**What is being asked:**
The word "load" marks the lines to keep; find each one in the data and copy it.

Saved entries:
□ □ □ □ □ □ □

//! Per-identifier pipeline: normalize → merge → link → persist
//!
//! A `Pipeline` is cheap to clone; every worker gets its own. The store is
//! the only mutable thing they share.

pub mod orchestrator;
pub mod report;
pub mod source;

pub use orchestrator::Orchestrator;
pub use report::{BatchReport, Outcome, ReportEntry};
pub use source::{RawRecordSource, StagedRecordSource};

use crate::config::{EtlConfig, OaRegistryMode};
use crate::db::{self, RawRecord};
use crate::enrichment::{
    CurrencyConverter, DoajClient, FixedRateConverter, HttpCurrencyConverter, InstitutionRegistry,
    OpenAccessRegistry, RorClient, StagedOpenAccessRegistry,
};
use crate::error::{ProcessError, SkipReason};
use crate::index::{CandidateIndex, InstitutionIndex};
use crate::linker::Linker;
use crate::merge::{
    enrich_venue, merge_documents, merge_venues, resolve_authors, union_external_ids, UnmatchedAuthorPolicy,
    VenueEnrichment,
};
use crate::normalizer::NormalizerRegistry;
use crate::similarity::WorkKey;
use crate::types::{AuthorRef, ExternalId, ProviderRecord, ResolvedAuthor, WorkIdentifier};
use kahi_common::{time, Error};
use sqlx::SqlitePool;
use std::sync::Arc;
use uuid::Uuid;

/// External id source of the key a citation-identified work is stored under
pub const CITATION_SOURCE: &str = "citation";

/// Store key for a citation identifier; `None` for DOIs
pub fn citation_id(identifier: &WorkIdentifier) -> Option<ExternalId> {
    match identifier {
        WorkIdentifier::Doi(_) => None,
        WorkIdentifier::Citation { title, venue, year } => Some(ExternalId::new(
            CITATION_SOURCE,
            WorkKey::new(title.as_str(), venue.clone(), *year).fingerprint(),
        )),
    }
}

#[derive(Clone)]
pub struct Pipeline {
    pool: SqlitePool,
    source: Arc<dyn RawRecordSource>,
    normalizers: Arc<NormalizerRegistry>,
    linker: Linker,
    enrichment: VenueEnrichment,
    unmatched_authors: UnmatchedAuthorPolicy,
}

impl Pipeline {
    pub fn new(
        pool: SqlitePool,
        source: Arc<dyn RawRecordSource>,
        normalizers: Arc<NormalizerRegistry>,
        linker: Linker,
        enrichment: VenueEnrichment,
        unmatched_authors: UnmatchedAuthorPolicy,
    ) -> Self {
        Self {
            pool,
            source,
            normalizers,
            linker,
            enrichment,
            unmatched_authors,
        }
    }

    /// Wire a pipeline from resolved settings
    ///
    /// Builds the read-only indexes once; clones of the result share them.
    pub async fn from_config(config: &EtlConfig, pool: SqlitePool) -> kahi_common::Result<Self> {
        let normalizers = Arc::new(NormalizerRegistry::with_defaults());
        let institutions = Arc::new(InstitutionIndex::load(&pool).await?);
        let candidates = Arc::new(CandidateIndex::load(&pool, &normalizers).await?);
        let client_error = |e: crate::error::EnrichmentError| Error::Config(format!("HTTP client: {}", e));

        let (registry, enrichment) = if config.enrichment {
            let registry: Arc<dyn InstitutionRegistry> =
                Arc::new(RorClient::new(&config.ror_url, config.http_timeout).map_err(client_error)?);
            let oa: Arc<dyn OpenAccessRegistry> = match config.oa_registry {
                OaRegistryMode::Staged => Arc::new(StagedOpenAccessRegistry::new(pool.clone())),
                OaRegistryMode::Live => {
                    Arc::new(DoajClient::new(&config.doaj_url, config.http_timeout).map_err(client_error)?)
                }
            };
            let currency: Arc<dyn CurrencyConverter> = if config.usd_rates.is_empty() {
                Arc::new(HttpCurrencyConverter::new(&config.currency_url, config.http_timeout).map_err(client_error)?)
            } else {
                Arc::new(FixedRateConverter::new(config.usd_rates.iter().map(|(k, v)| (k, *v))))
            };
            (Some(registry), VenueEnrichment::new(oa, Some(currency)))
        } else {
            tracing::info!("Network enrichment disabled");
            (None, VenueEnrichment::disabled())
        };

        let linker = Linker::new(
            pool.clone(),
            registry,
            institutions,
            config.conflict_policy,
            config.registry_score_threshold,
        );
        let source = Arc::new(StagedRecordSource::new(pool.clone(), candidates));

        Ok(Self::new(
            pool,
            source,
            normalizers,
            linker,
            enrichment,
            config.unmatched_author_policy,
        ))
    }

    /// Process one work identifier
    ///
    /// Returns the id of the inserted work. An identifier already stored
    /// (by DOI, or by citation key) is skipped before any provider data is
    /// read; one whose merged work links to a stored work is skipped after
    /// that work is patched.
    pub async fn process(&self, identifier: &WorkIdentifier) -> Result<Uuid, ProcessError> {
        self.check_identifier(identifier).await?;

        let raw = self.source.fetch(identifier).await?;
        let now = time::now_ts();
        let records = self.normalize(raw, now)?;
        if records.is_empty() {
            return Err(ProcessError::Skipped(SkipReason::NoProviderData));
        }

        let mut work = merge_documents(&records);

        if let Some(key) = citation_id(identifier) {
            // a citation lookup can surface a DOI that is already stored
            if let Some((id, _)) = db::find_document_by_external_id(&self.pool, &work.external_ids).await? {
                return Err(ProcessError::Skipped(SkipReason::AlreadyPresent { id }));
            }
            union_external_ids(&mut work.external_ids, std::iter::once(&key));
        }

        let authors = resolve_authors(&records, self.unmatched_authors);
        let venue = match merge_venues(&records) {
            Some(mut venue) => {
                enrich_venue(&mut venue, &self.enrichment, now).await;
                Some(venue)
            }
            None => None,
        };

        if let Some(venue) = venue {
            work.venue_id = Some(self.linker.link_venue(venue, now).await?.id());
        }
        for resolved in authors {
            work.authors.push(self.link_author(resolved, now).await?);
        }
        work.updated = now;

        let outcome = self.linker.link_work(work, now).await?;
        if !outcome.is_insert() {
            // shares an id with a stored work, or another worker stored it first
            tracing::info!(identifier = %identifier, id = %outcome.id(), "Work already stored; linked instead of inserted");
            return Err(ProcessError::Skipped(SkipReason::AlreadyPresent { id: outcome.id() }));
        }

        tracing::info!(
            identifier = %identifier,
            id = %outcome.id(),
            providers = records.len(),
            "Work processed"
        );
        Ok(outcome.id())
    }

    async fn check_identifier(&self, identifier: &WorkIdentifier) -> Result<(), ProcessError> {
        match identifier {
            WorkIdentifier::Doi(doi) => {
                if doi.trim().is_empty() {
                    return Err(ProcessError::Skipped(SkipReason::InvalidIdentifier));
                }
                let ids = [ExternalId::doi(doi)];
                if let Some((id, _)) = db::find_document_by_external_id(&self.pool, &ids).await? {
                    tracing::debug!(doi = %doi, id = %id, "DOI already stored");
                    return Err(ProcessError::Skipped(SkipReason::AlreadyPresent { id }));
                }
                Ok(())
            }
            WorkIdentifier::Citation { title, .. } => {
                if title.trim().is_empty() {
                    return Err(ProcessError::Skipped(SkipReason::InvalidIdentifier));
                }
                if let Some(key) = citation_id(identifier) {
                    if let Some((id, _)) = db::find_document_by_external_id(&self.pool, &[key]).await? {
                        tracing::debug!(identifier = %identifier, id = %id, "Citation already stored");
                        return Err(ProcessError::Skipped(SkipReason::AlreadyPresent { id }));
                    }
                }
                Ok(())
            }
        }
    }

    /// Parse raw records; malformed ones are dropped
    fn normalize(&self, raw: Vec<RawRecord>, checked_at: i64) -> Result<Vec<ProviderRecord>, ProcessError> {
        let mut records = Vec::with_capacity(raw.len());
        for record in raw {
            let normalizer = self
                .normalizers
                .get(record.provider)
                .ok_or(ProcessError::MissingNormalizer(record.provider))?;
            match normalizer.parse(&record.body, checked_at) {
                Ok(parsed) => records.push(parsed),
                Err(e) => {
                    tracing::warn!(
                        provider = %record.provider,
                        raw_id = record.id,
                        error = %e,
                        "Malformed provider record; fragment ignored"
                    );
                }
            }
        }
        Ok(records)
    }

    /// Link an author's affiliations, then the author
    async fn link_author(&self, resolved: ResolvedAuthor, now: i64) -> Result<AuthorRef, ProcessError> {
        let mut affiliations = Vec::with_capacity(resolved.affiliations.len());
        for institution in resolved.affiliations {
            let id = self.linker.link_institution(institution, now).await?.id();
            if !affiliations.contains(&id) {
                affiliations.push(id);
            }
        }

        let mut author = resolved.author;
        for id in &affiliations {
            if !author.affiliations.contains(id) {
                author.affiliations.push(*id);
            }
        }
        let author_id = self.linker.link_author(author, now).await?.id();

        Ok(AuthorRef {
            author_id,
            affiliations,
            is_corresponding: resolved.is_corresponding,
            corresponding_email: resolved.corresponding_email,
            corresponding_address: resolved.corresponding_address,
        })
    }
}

□ □ □ □ □ □ □

**Result of the task:**
        let institutions = Arc::new(InstitutionIndex::load(&pool).await?);
        let candidates = Arc::new(CandidateIndex::load(&pool, &normalizers).await?);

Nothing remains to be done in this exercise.